» Work task
State the number of lines in the records beneath that hold the word "DefineError", and add nothing.
Data records below:
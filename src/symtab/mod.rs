//! # Symbol Table and Scope Chain
//!
//! Nested name environments that distinguish variables, constants, and
//! procedures, and that realize PL/0's lexical scoping.
//!
//! A [`Scope`] is owned by the parser for the duration of the block it
//! belongs to. Enclosing-scope links form a stack, not a cyclic graph: the
//! whole chain is a `Vec<Scope>` where the last element is the innermost
//! (current) scope, so "the back-pointer" from the spec becomes plain index
//! arithmetic rather than a borrowed reference with a lifetime to thread
//! through the parser.

#[cfg(test)]
mod tests;

use std::collections::HashMap;

/// A named symbol: a constant, a variable, or a procedure.
#[derive(Debug, Clone, PartialEq)]
pub enum Symbol {
    Constant {
        name: String,
        value: i64,
    },
    Variable {
        name: String,
        level: u32,
        index: u32,
    },
    Procedure {
        name: String,
        level: u32,
        /// Unresolved until this procedure's own body has been compiled
        /// (set at that point so recursive calls within the body resolve).
        entry: Option<usize>,
    },
}

impl Symbol {
    pub fn name(&self) -> &str {
        match self {
            Symbol::Constant { name, .. } => name,
            Symbol::Variable { name, .. } => name,
            Symbol::Procedure { name, .. } => name,
        }
    }

    pub fn level(&self) -> u32 {
        match self {
            Symbol::Constant { .. } => 0,
            Symbol::Variable { level, .. } => *level,
            Symbol::Procedure { level, .. } => *level,
        }
    }
}

/// A single lexical scope: a named mapping from identifier spelling to
/// [`Symbol`], plus a running count of variables defined so far (used to
/// assign consecutive frame-local indices).
#[derive(Debug, Default)]
pub struct Scope {
    level: u32,
    var_count: u32,
    members: HashMap<String, Symbol>,
}

impl Scope {
    pub fn level(&self) -> u32 {
        self.level
    }

    pub fn var_count(&self) -> u32 {
        self.var_count
    }
}

#[derive(Debug, Clone, Copy, PartialEq, Eq)]
pub enum DefineError {
    DuplicateSymbol,
}

/// The stack of open scopes, innermost last.
pub struct ScopeChain {
    scopes: Vec<Scope>,
}

impl Default for ScopeChain {
    fn default() -> Self {
        Self::new()
    }
}

impl ScopeChain {
    /// Starts with the global scope already open, at level 0.
    pub fn new() -> Self {
        Self {
            scopes: vec![Scope::default()],
        }
    }

    pub fn current_level(&self) -> u32 {
        self.current().level
    }

    pub fn current_var_count(&self) -> u32 {
        self.current().var_count
    }

    fn current(&self) -> &Scope {
        self.scopes.last().expect("scope chain is never empty")
    }

    fn current_mut(&mut self) -> &mut Scope {
        self.scopes.last_mut().expect("scope chain is never empty")
    }

    /// Opens a new scope one level deeper than the current one.
    pub fn open_scope(&mut self) {
        let level = self.current_level() + 1;
        self.scopes.push(Scope {
            level,
            var_count: 0,
            members: HashMap::new(),
        });
    }

    /// Closes the current scope, returning to its enclosing scope.
    pub fn close_scope(&mut self) {
        self.scopes.pop();
        assert!(!self.scopes.is_empty(), "closed the global scope");
    }

    /// Defines `symbol` in the current scope. Variables are additionally
    /// assigned `index = var_count` before `var_count` is incremented.
    pub fn define(&mut self, mut symbol: Symbol) -> Result<(), DefineError> {
        let name = symbol.name().to_string();
        let scope = self.current_mut();
        if scope.members.contains_key(&name) {
            return Err(DefineError::DuplicateSymbol);
        }
        if let Symbol::Variable { index, .. } = &mut symbol {
            *index = scope.var_count;
            scope.var_count += 1;
        }
        scope.members.insert(name, symbol);
        Ok(())
    }

    /// Walks from the current scope outward, returning the innermost
    /// binding for `name`.
    pub fn resolve(&self, name: &str) -> Option<&Symbol> {
        self.scopes
            .iter()
            .rev()
            .find_map(|scope| scope.members.get(name))
    }

    /// Sets the `entry` of a previously-declared procedure, searching from
    /// the current scope outward. Used once a procedure's own body has been
    /// compiled, so later (and self-recursive) calls resolve the address.
    pub fn set_procedure_entry(&mut self, name: &str, entry: usize) {
        for scope in self.scopes.iter_mut().rev() {
            if let Some(Symbol::Procedure { entry: slot, .. }) = scope.members.get_mut(name) {
                *slot = Some(entry);
                return;
            }
        }
        unreachable!("set_procedure_entry called for an undeclared procedure");
    }
}
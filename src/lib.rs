//! # PL/0 Compiler and Stack-Machine Interpreter
//!
//! A complete toolchain for PL/0: a lexical analyzer, a single-pass
//! recursive-descent parser that emits code directly (no intermediate
//! syntax tree), and a stack machine that executes the result.
//!
//! ## Pipeline
//!
//! 1. **Lexer** ([`lexer`]) — tokenizes source text with one token of
//!    lookahead.
//! 2. **Symbol table** ([`symtab`]) — a chain of nested lexical scopes.
//! 3. **Assembler** ([`asm`]) — the instruction buffer the parser emits
//!    into.
//! 4. **Parser** ([`parser`]) — recursive-descent, compiling straight to
//!    instructions as it recognizes each grammar production.
//! 5. **VM** ([`vm`]) — executes the compiled instructions against a stack
//!    of activation frames linked by dynamic and static chains.
//!
//! ## Example
//!
//! ```rust,no_run
//! use pl0::Program;
//! use std::io::{stdin, stdout, BufReader};
//!
//! let source = std::fs::read_to_string("program.pl0").unwrap();
//! let program = Program::compile(&source).unwrap();
//! program.run(BufReader::new(stdin()), stdout()).unwrap();
//! ```

pub mod asm;
pub mod error;
pub mod lexer;
pub mod parser;
pub mod symtab;
pub mod vm;

use std::io::{BufRead, Write};

pub use asm::Instruction;
pub use error::{CompileError, Error, RuntimeError};
pub use vm::Vm;

/// A compiled PL/0 program, ready to run.
#[derive(Debug, Clone, PartialEq)]
pub struct Program {
    code: Vec<Instruction>,
}

impl Program {
    /// Lexes, parses, and code-generates `source` in one pass.
    pub fn compile(source: &str) -> Result<Self, CompileError> {
        Ok(Self {
            code: parser::parse(source)?,
        })
    }

    pub fn instructions(&self) -> &[Instruction] {
        &self.code
    }

    /// Runs this program against `input`/`output`, consuming it.
    pub fn run<R: BufRead, W: Write>(self, input: R, output: W) -> Result<(), RuntimeError> {
        Vm::new(self.code, input, output).run()
    }
}

/// Compiles and immediately runs `source` against `input`/`output`.
pub fn compile_and_run<R: BufRead, W: Write>(
    source: &str,
    input: R,
    output: W,
) -> Result<(), Error> {
    let program = Program::compile(source)?;
    program.run(input, output)?;
    Ok(())
}
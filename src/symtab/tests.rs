use super::*;

#[test]
fn resolves_innermost_first() {
    let mut chain = ScopeChain::new();
    chain
        .define(Symbol::Variable {
            name: "x".into(),
            level: 0,
            index: 0,
        })
        .unwrap();

    chain.open_scope();
    chain
        .define(Symbol::Variable {
            name: "x".into(),
            level: 1,
            index: 0,
        })
        .unwrap();

    match chain.resolve("x").unwrap() {
        Symbol::Variable { level, .. } => assert_eq!(*level, 1),
        _ => panic!("expected a variable"),
    }

    chain.close_scope();
    match chain.resolve("x").unwrap() {
        Symbol::Variable { level, .. } => assert_eq!(*level, 0),
        _ => panic!("expected a variable"),
    }
}

#[test]
fn duplicate_definition_in_same_scope_is_rejected() {
    let mut chain = ScopeChain::new();
    chain
        .define(Symbol::Constant {
            name: "a".into(),
            value: 1,
        })
        .unwrap();
    let err = chain
        .define(Symbol::Variable {
            name: "a".into(),
            level: 0,
            index: 0,
        })
        .unwrap_err();
    assert_eq!(err, DefineError::DuplicateSymbol);
}

#[test]
fn shadowing_in_a_nested_scope_is_allowed() {
    let mut chain = ScopeChain::new();
    chain
        .define(Symbol::Variable {
            name: "a".into(),
            level: 0,
            index: 0,
        })
        .unwrap();
    chain.open_scope();
    chain
        .define(Symbol::Variable {
            name: "a".into(),
            level: 1,
            index: 0,
        })
        .unwrap();
}

#[test]
fn variable_indices_are_assigned_in_declaration_order() {
    let mut chain = ScopeChain::new();
    chain
        .define(Symbol::Variable {
            name: "a".into(),
            level: 0,
            index: 0,
        })
        .unwrap();
    chain
        .define(Symbol::Variable {
            name: "b".into(),
            level: 0,
            index: 0,
        })
        .unwrap();

    match chain.resolve("a").unwrap() {
        Symbol::Variable { index, .. } => assert_eq!(*index, 0),
        _ => panic!(),
    }
    match chain.resolve("b").unwrap() {
        Symbol::Variable { index, .. } => assert_eq!(*index, 1),
        _ => panic!(),
    }
    assert_eq!(chain.current_var_count(), 2);
}

#[test]
fn level_delta_across_three_nested_scopes() {
    let mut chain = ScopeChain::new();
    chain
        .define(Symbol::Variable {
            name: "g".into(),
            level: 0,
            index: 0,
        })
        .unwrap();

    chain.open_scope();
    chain
        .define(Symbol::Procedure {
            name: "p".into(),
            level: 1,
            entry: None,
        })
        .unwrap();
    chain
        .define(Symbol::Variable {
            name: "m".into(),
            level: 1,
            index: 0,
        })
        .unwrap();

    chain.open_scope();
    chain
        .define(Symbol::Variable {
            name: "l".into(),
            level: 2,
            index: 0,
        })
        .unwrap();

    // level-delta = caller_level(2) - definition_level
    assert_eq!(chain.resolve("l").unwrap().level(), 2);
    assert_eq!(chain.resolve("m").unwrap().level(), 1);
    assert_eq!(chain.resolve("g").unwrap().level(), 0);
    assert_eq!(chain.current_level(), 2);

    chain.close_scope();
    chain.close_scope();
    assert_eq!(chain.current_level(), 0);
}

#[test]
fn set_procedure_entry_is_visible_after_the_fact() {
    let mut chain = ScopeChain::new();
    chain
        .define(Symbol::Procedure {
            name: "p".into(),
            level: 0,
            entry: None,
        })
        .unwrap();
    match chain.resolve("p").unwrap() {
        Symbol::Procedure { entry, .. } => assert_eq!(*entry, None),
        _ => panic!(),
    }
    chain.set_procedure_entry("p", 42);
    match chain.resolve("p").unwrap() {
        Symbol::Procedure { entry, .. } => assert_eq!(*entry, Some(42)),
        _ => panic!(),
    }
}
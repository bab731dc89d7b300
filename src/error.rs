//! Error types for the easyexcel library

use thiserror::Error;

/// Result type alias for export operations
pub type Result<T> = std::result::Result<T, ExportError>;

/// Main error type for all export operations
#[derive(Error, Debug)]
pub enum ExportError {
    /// Invalid export configuration, detected before any row is fetched
    #[error("Invalid export configuration: {0}")]
    Config(String),

    /// The row source rejected or failed a query
    #[error("Query failed: {0}")]
    Query(String),

    /// A column transform produced a value of the wrong shape
    #[error("Transform failed on row {row}: {message}")]
    Transform { row: u32, message: String },

    /// The request was rejected by a permission check
    #[error("Permission denied: {0}")]
    PermissionDenied(String),

    /// Error occurred while writing the XLSX package
    #[error("Failed to write Excel file: {0}")]
    WriteError(String),

    /// IO error wrapper
    #[error("IO error: {0}")]
    IoError(#[from] std::io::Error),

    /// A blocking export task could not be joined
    #[error("Export task failed: {0}")]
    Task(String),
}

impl ExportError {
    pub(crate) fn config(msg: impl Into<String>) -> Self {
        ExportError::Config(msg.into())
    }

    pub(crate) fn query(msg: impl Into<String>) -> Self {
        ExportError::Query(msg.into())
    }
}

impl From<zip::result::ZipError> for ExportError {
    fn from(err: zip::result::ZipError) -> Self {
        ExportError::WriteError(err.to_string())
    }
}

#[cfg(feature = "postgres")]
impl From<postgres::Error> for ExportError {
    fn from(err: postgres::Error) -> Self {
        ExportError::Query(err.to_string())
    }
}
End of Data records.
» Answer below
4